Martha Haynes Wins the Catherine Wolfe Bruce Gold Medal From the Astronomical Society of the Pacific

Martha P. Haynes, the Goldwin Smith Professor of Astronomy at Cornell University in Ithaca, New York, has received the 2019 Catherine Wolfe Bruce Gold Medal from the Astronomical Society of the Pacific. The medal is presented annually to an astronomer in recognition of a lifetime of outstanding achievement and contributions to astrophysics research.

Over the course of her career, Dr. Haynes’ research has contributed to the understanding of the composition, interactions, distribution, and evolution of galaxies in the universe. Additionally, she has been a leader and advocate for the development of instruments to expand our ability to probe the radio universe. She contributed to improvements made to the Arecibo Radio Telescope in Puerto Rico, culminating with the ALFALFA HI Survey, which discovered 31,000 galaxies. She has also studied large clumps and clusters of galaxies.

In addition to her teaching duties at Cornell, Dr. Haynes serves as chair of the board of directors of the Cerro Chajnantor Atacama Telescope initiative to build the high-altitude, CCAT-prime radio telescope in northern Chile that will examine the early universe to investigate galaxy and star formation. She is also the scientific lead of the ALFALFA Undergraduate Team, which promotes collaborative research by faculty and students at 23 academic institutions across the United States and Puerto Rico.

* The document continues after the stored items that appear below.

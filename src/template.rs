//! A small string-template evaluator.
//!
//! Placeholders are delimited by `{{ … }}` and may optionally carry a
//! pipeline of filters: `{{ architecture | goarch }}`. Expressions may also
//! be function calls, currently only `env(key)` / `env(key, default)`.
//!
//! Undefined variables render as the empty string. A missing function (an
//! unknown name, or `env` called with the wrong argument count) fails the
//! whole render, since that is a blueprint authoring mistake rather than a
//! legitimately-absent value.

use std::collections::HashMap;

use color_eyre::{
    Result,
    eyre::{Context, bail, eyre},
};
use lazy_regex::regex;

/// Mapping of Debian architecture names to Go's `GOARCH` values.
///
/// Entries not present here pass through unchanged (e.g. a caller-supplied
/// architecture we don't recognise).
pub const DEFAULT_GOARCH_MAP: &[(&str, &str)] =
    &[("amd64", "amd64"), ("arm64", "arm64"), ("armhf", "arm")];

/// Mapping of Debian architecture names to Rust target triples.
pub const DEFAULT_RUST_TARGET_MAP: &[(&str, &str)] = &[
    ("amd64", "x86_64-unknown-linux-gnu"),
    ("arm64", "aarch64-unknown-linux-gnu"),
    ("armhf", "arm-unknown-linux-gnueabihf"),
];

/// A renderable collection of named string variables, exposed to templates
/// via `{{ name }}`.
#[derive(Clone, Debug, Default)]
pub struct Context {
    vars: HashMap<String, String>,
}

impl Context {
    /// Start building a render context.
    pub fn new() -> Self {
        Self::default()
    }

    /// Insert (or overwrite) a variable.
    pub fn with(mut self, key: impl Into<String>, value: impl Into<String>) -> Self {
        self.vars.insert(key.into(), value.into());
        self
    }

    /// Insert an optional variable; a `None` value is simply not inserted
    /// (so the placeholder renders empty rather than the literal "None").
    pub fn with_opt(self, key: impl Into<String>, value: Option<impl Into<String>>) -> Self {
        match value {
            Some(value) => self.with(key, value),
            None => self,
        }
    }

    fn get(&self, key: &str) -> Option<&str> {
        self.vars.get(key).map(String::as_str)
    }
}

fn apply_filter(name: &str, input: &str) -> Result<String> {
    match name {
        "goarch" => Ok(map_or_passthrough(DEFAULT_GOARCH_MAP, input)),
        "rust_target" => Ok(map_or_passthrough(DEFAULT_RUST_TARGET_MAP, input)),
        other => bail!("unknown filter: {other}"),
    }
}

fn map_or_passthrough(table: &[(&str, &str)], input: &str) -> String {
    table
        .iter()
        .find(|(from, _)| *from == input)
        .map(|(_, to)| (*to).to_string())
        .unwrap_or_else(|| input.to_string())
}

fn call_env(args: &str) -> Result<String> {
    let mut parts = split_args(args).into_iter();
    let key = parts
        .next()
        .ok_or_else(|| eyre!("env() requires at least one argument"))?;
    let key = key.trim().trim_matches(['"', '\'']);
    let default = parts.next().map(|d| d.trim().trim_matches(['"', '\'']).to_string());
    if parts.next().is_some() {
        bail!("env() takes at most two arguments");
    }
    match std::env::var(key) {
        Ok(value) => Ok(value),
        Err(_) => default.ok_or_else(|| eyre!("environment variable {key} is not set")),
    }
}

fn split_args(args: &str) -> Vec<String> {
    if args.trim().is_empty() {
        return Vec::new();
    }
    args.split(',').map(str::to_string).collect()
}

/// Render `template` against `ctx`, substituting `{{ expr }}` placeholders.
///
/// `expr` is either a bare variable name, a variable followed by one or
/// more `| filter` stages, or a function call such as `env(FOO, "bar")`.
pub fn render(template: &str, ctx: &Context) -> Result<String> {
    let placeholder = regex!(r"\{\{\s*(.*?)\s*\}\}");
    let mut err = None;
    let rendered = placeholder.replace_all(template, |caps: &regex::Captures| {
        if err.is_some() {
            return String::new();
        }
        match render_expr(&caps[1], ctx) {
            Ok(value) => value,
            Err(e) => {
                err = Some(e);
                String::new()
            }
        }
    });
    match err {
        Some(e) => Err(e).context(format!("render template: {template:?}")),
        None => Ok(rendered.into_owned()),
    }
}

fn render_expr(expr: &str, ctx: &Context) -> Result<String> {
    let mut stages = expr.split('|').map(str::trim);
    let head = stages.next().unwrap_or_default();

    let mut value = if let Some(args) = head.strip_prefix("env(").and_then(|s| s.strip_suffix(')'))
    {
        call_env(args)?
    } else {
        ctx.get(head).unwrap_or_default().to_string()
    };

    for filter in stages {
        value = apply_filter(filter, &value)?;
    }
    Ok(value)
}

#[cfg(test)]
mod tests {
    use super::*;

    #[test]
    fn renders_plain_variables() {
        let ctx = Context::new().with("name", "foo").with("version", "1.0");
        let out = render("{{name}}-{{version}}.tar.gz", &ctx).unwrap();
        assert_eq!(out, "foo-1.0.tar.gz");
    }

    #[test]
    fn undefined_variable_renders_empty() {
        let ctx = Context::new();
        let out = render("[{{missing}}]", &ctx).unwrap();
        assert_eq!(out, "[]");
    }

    #[test]
    fn goarch_filter_maps_known_values() {
        let ctx = Context::new().with("arch", "armhf");
        let out = render("{{arch | goarch}}", &ctx).unwrap();
        assert_eq!(out, "arm");
    }

    #[test]
    fn goarch_filter_passes_through_unknown() {
        let ctx = Context::new().with("arch", "riscv64");
        let out = render("{{arch | goarch}}", &ctx).unwrap();
        assert_eq!(out, "riscv64");
    }

    #[test]
    fn rust_target_filter_maps_known_values() {
        let ctx = Context::new().with("arch", "arm64");
        let out = render("{{arch | rust_target}}", &ctx).unwrap();
        assert_eq!(out, "aarch64-unknown-linux-gnu");
    }

    #[test]
    fn env_reads_process_environment() {
        // SAFETY: test-local env var, not read concurrently by other tests
        // asserting on it.
        unsafe { std::env::set_var("OPS2DEB_TEMPLATE_TEST", "hello") };
        let ctx = Context::new();
        let out = render("{{env(OPS2DEB_TEMPLATE_TEST)}}", &ctx).unwrap();
        assert_eq!(out, "hello");
        unsafe { std::env::remove_var("OPS2DEB_TEMPLATE_TEST") };
    }

    #[test]
    fn env_uses_default_when_unset() {
        let ctx = Context::new();
        let out = render(r#"{{env(OPS2DEB_TEMPLATE_TEST_UNSET, "fallback")}}"#, &ctx).unwrap();
        assert_eq!(out, "fallback");
    }

    #[test]
    fn env_without_default_fails_render_when_unset() {
        let ctx = Context::new();
        let err = render("{{env(OPS2DEB_TEMPLATE_TEST_UNSET_2)}}", &ctx);
        assert!(err.is_err());
    }

    #[test]
    fn unknown_filter_fails_render() {
        let ctx = Context::new().with("arch", "amd64");
        let err = render("{{arch | nope}}", &ctx);
        assert!(err.is_err());
    }
}
//! Logger construction, split out of `main.rs` the way the teacher keeps
//! it in its own `log.rs`.

use tracing_error::ErrorLayer;
use tracing_subscriber::fmt::format::FmtSpan;
use tracing_subscriber::{Layer as _, layer::SubscriberExt as _};

/// Build (but don't install) the process's `tracing` subscriber.
///
/// Filtering reads `OPS2DEB_LOG` if set (standard `EnvFilter` syntax);
/// otherwise falls back to `debug` when `--verbose` was passed, `info`
/// otherwise.
pub fn make_logger(verbose: bool) -> impl tracing::Subscriber {
    let default_filter = if verbose { "debug" } else { "info" };
    let filter = tracing_subscriber::EnvFilter::builder()
        .with_env_var("OPS2DEB_LOG")
        .with_default_directive(default_filter.parse().expect("valid default directive"))
        .from_env_lossy();

    tracing_subscriber::registry().with(ErrorLayer::default()).with(
        tracing_subscriber::fmt::layer()
            .with_target(false)
            .with_span_events(FmtSpan::CLOSE)
            .with_writer(std::io::stderr)
            .without_time()
            .with_filter(filter),
    )
}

Earlier in her career, Dr. Haynes received other prestigious honors including the Henry Draper Medal from the National Academy of Science, and elections to the American Academy of Arts and Sciences and the National Academy of Sciences. She is a fellow of the American Association for the Advancement of Science, and has been appointed as a distinguished lecturer at Princeton University and the Harvard-Smithsonian Center for Astrophysics, among other institutions.

Dr. Haynes is a graduate of Wellesley College in Massachusetts, where she majored in physics and astronomy. She holds a master’s degree and Ph.D. both from Indiana University.